(Extracted records)

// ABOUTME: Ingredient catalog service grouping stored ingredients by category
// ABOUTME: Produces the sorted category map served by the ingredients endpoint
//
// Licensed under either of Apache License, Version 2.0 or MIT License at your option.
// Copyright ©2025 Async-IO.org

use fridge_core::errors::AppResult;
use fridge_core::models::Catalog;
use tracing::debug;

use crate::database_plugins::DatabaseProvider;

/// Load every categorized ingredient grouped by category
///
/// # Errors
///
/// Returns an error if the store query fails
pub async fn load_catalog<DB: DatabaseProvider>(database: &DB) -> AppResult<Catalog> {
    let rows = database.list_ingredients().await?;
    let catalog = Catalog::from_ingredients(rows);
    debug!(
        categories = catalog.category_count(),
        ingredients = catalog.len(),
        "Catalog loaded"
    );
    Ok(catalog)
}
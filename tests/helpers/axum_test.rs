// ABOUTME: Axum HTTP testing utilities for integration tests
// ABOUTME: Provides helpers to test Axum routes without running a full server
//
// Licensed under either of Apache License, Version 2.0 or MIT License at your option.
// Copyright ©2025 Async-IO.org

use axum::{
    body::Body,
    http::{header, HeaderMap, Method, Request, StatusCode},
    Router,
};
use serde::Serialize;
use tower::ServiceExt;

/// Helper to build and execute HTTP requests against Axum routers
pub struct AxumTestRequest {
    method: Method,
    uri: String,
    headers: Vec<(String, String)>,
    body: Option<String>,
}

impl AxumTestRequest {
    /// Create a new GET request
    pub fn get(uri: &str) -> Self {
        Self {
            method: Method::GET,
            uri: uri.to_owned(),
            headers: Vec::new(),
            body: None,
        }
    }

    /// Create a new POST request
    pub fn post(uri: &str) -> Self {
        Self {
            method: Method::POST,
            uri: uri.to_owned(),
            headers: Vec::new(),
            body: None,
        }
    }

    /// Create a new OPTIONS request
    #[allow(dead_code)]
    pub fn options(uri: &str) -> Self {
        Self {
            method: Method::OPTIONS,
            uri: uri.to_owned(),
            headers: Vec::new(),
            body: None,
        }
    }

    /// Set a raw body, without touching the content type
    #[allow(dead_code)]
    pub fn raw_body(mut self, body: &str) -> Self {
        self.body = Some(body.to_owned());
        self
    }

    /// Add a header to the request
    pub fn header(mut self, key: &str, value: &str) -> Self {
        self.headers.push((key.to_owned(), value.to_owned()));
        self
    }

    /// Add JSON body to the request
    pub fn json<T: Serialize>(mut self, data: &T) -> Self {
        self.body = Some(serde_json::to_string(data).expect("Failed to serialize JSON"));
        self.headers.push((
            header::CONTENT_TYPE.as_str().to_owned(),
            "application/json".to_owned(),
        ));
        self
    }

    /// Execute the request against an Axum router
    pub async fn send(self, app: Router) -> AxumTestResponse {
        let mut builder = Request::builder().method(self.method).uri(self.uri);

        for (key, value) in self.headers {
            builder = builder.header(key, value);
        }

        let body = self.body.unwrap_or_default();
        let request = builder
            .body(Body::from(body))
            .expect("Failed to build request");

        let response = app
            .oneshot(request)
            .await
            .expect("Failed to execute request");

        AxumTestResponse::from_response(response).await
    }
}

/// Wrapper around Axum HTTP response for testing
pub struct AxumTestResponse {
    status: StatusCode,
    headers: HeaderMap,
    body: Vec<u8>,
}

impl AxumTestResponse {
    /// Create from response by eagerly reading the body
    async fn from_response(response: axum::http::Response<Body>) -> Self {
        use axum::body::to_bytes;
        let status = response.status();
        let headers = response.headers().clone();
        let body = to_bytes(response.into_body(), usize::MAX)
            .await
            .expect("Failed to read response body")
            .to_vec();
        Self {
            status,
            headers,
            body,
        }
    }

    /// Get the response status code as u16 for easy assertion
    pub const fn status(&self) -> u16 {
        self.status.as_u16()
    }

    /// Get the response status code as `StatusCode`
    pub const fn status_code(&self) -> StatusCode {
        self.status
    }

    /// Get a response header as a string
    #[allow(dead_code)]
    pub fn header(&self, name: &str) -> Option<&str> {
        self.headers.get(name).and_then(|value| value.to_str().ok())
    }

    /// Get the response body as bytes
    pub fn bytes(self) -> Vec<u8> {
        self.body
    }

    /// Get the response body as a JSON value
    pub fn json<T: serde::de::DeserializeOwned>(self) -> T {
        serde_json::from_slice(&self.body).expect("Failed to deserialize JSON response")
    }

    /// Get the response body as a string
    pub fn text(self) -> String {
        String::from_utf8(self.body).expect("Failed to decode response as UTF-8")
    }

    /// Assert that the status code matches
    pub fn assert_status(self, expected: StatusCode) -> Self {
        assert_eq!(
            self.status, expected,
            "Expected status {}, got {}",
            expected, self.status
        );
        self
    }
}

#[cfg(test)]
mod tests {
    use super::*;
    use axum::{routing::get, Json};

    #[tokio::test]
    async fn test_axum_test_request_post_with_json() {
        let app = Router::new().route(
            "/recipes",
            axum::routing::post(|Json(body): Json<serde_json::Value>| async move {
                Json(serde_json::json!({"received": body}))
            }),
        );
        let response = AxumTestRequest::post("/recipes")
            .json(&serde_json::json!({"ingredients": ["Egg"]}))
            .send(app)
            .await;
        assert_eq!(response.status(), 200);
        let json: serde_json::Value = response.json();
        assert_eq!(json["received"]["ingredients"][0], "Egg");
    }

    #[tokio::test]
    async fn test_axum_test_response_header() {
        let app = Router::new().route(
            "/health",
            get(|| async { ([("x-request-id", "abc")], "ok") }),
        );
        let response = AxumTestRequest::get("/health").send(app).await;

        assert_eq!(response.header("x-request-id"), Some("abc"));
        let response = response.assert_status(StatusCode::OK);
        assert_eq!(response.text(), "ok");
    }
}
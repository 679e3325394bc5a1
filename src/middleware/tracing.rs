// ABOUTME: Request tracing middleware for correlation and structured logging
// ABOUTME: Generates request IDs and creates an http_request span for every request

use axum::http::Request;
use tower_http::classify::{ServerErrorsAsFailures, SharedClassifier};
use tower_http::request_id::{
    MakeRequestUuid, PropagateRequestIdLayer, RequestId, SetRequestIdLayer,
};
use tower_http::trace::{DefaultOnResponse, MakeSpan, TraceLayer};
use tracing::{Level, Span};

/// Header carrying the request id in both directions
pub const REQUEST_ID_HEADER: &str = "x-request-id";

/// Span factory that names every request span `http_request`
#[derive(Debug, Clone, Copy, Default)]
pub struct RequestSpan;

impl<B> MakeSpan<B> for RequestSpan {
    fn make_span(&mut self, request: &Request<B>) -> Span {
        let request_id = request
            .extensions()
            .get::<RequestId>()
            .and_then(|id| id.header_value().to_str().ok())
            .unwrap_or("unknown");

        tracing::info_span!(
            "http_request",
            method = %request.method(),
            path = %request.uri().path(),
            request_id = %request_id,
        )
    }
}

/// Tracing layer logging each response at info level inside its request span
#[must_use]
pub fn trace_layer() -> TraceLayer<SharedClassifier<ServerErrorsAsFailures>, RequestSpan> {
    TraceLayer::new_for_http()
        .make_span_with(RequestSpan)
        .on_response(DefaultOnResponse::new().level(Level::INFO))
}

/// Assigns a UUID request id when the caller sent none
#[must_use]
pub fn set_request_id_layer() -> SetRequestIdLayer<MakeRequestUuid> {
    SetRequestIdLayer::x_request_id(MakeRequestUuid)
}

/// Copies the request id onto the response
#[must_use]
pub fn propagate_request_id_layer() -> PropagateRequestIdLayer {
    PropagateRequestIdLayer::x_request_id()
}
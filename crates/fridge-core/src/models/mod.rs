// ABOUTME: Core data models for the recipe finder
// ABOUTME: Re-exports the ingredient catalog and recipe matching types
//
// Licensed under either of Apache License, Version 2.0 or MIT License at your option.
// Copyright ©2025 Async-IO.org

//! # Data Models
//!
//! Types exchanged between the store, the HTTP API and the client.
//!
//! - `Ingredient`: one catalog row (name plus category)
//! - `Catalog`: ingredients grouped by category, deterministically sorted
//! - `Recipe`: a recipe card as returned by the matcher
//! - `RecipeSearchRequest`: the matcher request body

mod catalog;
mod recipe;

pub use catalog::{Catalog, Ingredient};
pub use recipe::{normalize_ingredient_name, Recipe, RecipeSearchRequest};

▶ [EXERCISE PROMPT]: Beginning with the opening line above, retype the records exactly through the line with "use fridge_core::errors::AppResult;", both ends included.

▶ [SOLUTION TO THIS EXERCISE]:
// ABOUTME: Ingredient catalog service grouping stored ingredients by category
// ABOUTME: Produces the sorted category map served by the ingredients endpoint
//
// Licensed under either of Apache License, Version 2.0 or MIT License at your option.
// Copyright ©2025 Async-IO.org

use fridge_core::errors::AppResult;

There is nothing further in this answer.